My eating habits have evolved over the last year or so in that I RARELY snack after dinner, which used to be a huge area that needed work, so, I'm proud of that.  I guess my problem now probably lies in the fact that sometimes I do eat out of boredome or dissatisfaction from whatever lackluster thing I've cooked up at home, since I work from home- I never eat out for breakfast and rarely run out at lunch time for food, so I just get bored.  If my lunch sucks, I find myself grazing a lot throughout the day.  I still don't think my snacking habits are as bad as they used to be when I snacked mid-morning, mid-afternoon and at night.  Now it's usually the occasional snack in the morning and just a pre-gym snack in the afternoon.  Not too shabby, I'd just like to get a little more creative so what goes into my body at home is not only healthy, but interesting and satisfying.  Oooh, I should make a big batch of pumpkin pancakes and freeze them for breakfasts! 

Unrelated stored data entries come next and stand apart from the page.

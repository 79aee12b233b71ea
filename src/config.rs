use std::path::{Path, PathBuf};

use serde::{Deserialize, Serialize};
use thiserror::Error;

use crate::engine::emergency::EmergencyCategory;

/// Application-level constants
pub const APP_NAME: &str = "ChatMate";
pub const APP_VERSION: &str = env!("CARGO_PKG_VERSION");

/// Config file name inside `config_dir()`.
pub const CONFIG_FILE_NAME: &str = "chatmate.json";

/// Log filter used when `RUST_LOG` is not set.
pub fn default_log_filter() -> &'static str {
    "chatmate=info"
}

/// Get the per-user configuration directory (e.g. ~/.config/ChatMate/).
/// Falls back to the working directory when the platform has none.
pub fn config_dir() -> PathBuf {
    dirs::config_dir()
        .unwrap_or_else(|| PathBuf::from("."))
        .join(APP_NAME)
}

/// Get the default engine config file path
pub fn config_path() -> PathBuf {
    config_dir().join(CONFIG_FILE_NAME)
}

#[derive(Error, Debug)]
pub enum ConfigError {
    #[error("Cannot read config file {path}: {source}")]
    Io {
        path: PathBuf,
        #[source]
        source: std::io::Error,
    },

    #[error("Invalid config file {path}: {source}")]
    Parse {
        path: PathBuf,
        #[source]
        source: serde_json::Error,
    },

    #[error("Invalid emergency pattern {pattern:?}: {source}")]
    InvalidPattern {
        pattern: String,
        #[source]
        source: regex::Error,
    },
}

/// Additional emergency phrasing, appended after the built-in patterns.
#[derive(Debug, Clone, PartialEq, Serialize, Deserialize)]
pub struct CustomEmergencyPattern {
    pub category: EmergencyCategory,
    /// Regular expression matched against normalized text (lower-case
    /// letters and single spaces only).
    pub pattern: String,
}

/// Engine and session tuning. Every field has a default, so an empty JSON
/// object is a valid config.
#[derive(Debug, Clone, PartialEq, Serialize, Deserialize)]
#[serde(default)]
pub struct EngineConfig {
    /// Fixed part of the artificial "typing" delay.
    pub typing_delay_ms: u64,
    /// Upper bound of the random part added on top of `typing_delay_ms`.
    pub typing_jitter_ms: u64,
    /// Replaces the built-in welcome message when set.
    pub welcome_message: Option<String>,
    pub extra_emergency_patterns: Vec<CustomEmergencyPattern>,
}

impl Default for EngineConfig {
    fn default() -> Self {
        Self {
            typing_delay_ms: 1500,
            typing_jitter_ms: 1000,
            welcome_message: None,
            extra_emergency_patterns: Vec::new(),
        }
    }
}

impl EngineConfig {
    /// No artificial delay. Useful for tests and non-interactive surfaces.
    pub fn immediate() -> Self {
        Self {
            typing_delay_ms: 0,
            typing_jitter_ms: 0,
            ..Self::default()
        }
    }
}

/// Load an engine config from a JSON file.
pub fn load_config(path: &Path) -> Result<EngineConfig, ConfigError> {
    let raw = std::fs::read_to_string(path).map_err(|source| ConfigError::Io {
        path: path.to_path_buf(),
        source,
    })?;
    serde_json::from_str(&raw).map_err(|source| ConfigError::Parse {
        path: path.to_path_buf(),
        source,
    })
}

/// Load `path` if it exists, otherwise return defaults.
pub fn load_or_default(path: &Path) -> Result<EngineConfig, ConfigError> {
    if !path.exists() {
        tracing::info!(path = %path.display(), "No config file, using defaults");
        return Ok(EngineConfig::default());
    }
    load_config(path)
}
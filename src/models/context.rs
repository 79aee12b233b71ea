use std::collections::BTreeSet;

use serde::{Deserialize, Serialize};

/// Last recorded value per vital sign. Every field is optional.
#[derive(Debug, Clone, Default, PartialEq, Serialize, Deserialize)]
pub struct RecentVitals {
    /// Beats per minute.
    pub heart_rate: Option<u32>,
    /// "systolic/diastolic", kept as recorded.
    pub blood_pressure: Option<String>,
    /// Degrees Fahrenheit.
    pub temperature: Option<f64>,
    /// SpO2 percentage.
    pub blood_oxygen: Option<u32>,
}

impl RecentVitals {
    pub fn is_empty(&self) -> bool {
        self.heart_rate.is_none()
            && self.blood_pressure.is_none()
            && self.temperature.is_none()
            && self.blood_oxygen.is_none()
    }
}

/// Point-in-time snapshot of the user's recent health data.
///
/// Consumed read-only by the response engine to personalize replies. Missing
/// data never fails a turn; the affected clause is simply left out.
#[derive(Debug, Clone, Default, PartialEq, Serialize, Deserialize)]
pub struct HealthContext {
    pub recent_vitals: Option<RecentVitals>,
    /// Currently logged symptom names, stored lower-case.
    pub symptoms: BTreeSet<String>,
    pub medications: Vec<String>,
    pub last_activity: Option<String>,
}

impl HealthContext {
    pub fn with_vitals(mut self, vitals: RecentVitals) -> Self {
        self.recent_vitals = Some(vitals);
        self
    }

    pub fn with_symptom(mut self, name: &str) -> Self {
        self.symptoms.insert(name.trim().to_lowercase());
        self
    }

    pub fn with_medication(mut self, name: &str) -> Self {
        self.medications.push(name.trim().to_string());
        self
    }

    pub fn with_last_activity(mut self, activity: &str) -> Self {
        self.last_activity = Some(activity.trim().to_string());
        self
    }

    /// Case-insensitive symptom membership.
    pub fn has_symptom(&self, name: &str) -> bool {
        self.symptoms.contains(&name.trim().to_lowercase())
    }

    /// Heart rate in bpm, ignoring a zero reading.
    pub fn heart_rate(&self) -> Option<u32> {
        self.recent_vitals
            .as_ref()
            .and_then(|v| v.heart_rate)
            .filter(|bpm| *bpm > 0)
    }

    /// Blood pressure reading, ignoring blank strings.
    pub fn blood_pressure(&self) -> Option<&str> {
        self.recent_vitals
            .as_ref()
            .and_then(|v| v.blood_pressure.as_deref())
            .map(str::trim)
            .filter(|s| !s.is_empty())
    }

    pub fn temperature(&self) -> Option<f64> {
        self.recent_vitals
            .as_ref()
            .and_then(|v| v.temperature)
            .filter(|t| t.is_finite())
    }

    /// Last activity, ignoring blank strings.
    pub fn last_activity(&self) -> Option<&str> {
        self.last_activity
            .as_deref()
            .map(str::trim)
            .filter(|s| !s.is_empty())
    }
}

#[cfg(test)]
mod tests {
    use super::*;

    #[test]
    fn default_context_is_empty() {
        let ctx = HealthContext::default();
        assert!(ctx.recent_vitals.is_none());
        assert!(ctx.symptoms.is_empty());
        assert!(ctx.heart_rate().is_none());
        assert!(ctx.blood_pressure().is_none());
        assert!(ctx.last_activity().is_none());
    }

    #[test]
    fn symptom_lookup_ignores_case() {
        let ctx = HealthContext::default().with_symptom("Headache");
        assert!(ctx.has_symptom("headache"));
        assert!(ctx.has_symptom("HEADACHE "));
        assert!(!ctx.has_symptom("fatigue"));
    }

    #[test]
    fn blank_fields_are_treated_as_absent() {
        let ctx = HealthContext {
            recent_vitals: Some(RecentVitals {
                blood_pressure: Some("   ".into()),
                temperature: Some(f64::NAN),
                heart_rate: Some(0),
                ..Default::default()
            }),
            last_activity: Some(String::new()),
            ..Default::default()
        };
        assert!(ctx.heart_rate().is_none());
        assert!(ctx.blood_pressure().is_none());
        assert!(ctx.temperature().is_none());
        assert!(ctx.last_activity().is_none());
    }

    #[test]
    fn recent_vitals_empty_check() {
        assert!(RecentVitals::default().is_empty());
        let vitals = RecentVitals {
            heart_rate: Some(72),
            ..Default::default()
        };
        assert!(!vitals.is_empty());
    }
}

Lunch is seriously what I struggle with the most.  I have a total love/hate with deli meats.  Either I'm all about them, or I'm really grossed out by them, so sandwiches just fall into the "ugh" category most of the time.  I don't really do frozen meals anymore save for the occasional Amy's meal, since they don't have preservatives.  In colder months, I do a lot of soups, but that gets kind of old.  Basically I don't want to put very much effort in to lunches, but I want them to be awesome.  Who out there makes awesome, easy lunches?  Save me!

Workouts this week have been on the lighter side. I did do a 45 minute slow run with minimal walking on Wednesday and my hip flexor was absolutely screaming yesterday. Today it's just barely tender, but I hope Sunday's triathlon doesn't make it flare up again.  I think I might have over-foam-rolled it.  I did a new technique, and I think it irritated it.  Anyway, I am probably going to swim after work since D is working on the north side of town and will likely be stuck in traffic for a bit this evening.  I love the pool on Friday evenings.  It's usually not crowded, which means I can get a lane to myself, which is the only way I swim on my back, since I am such a horrible weaver.  Cannot swim in a straight line on my back to save my life!  I don't think I'll do my normal 1500 meters, or if I do it will be slower.  I just want to get in and do something light so I can say I worked out.  Maybe all the water I'm retaining will be removed when I go sit in the steam room afterwards.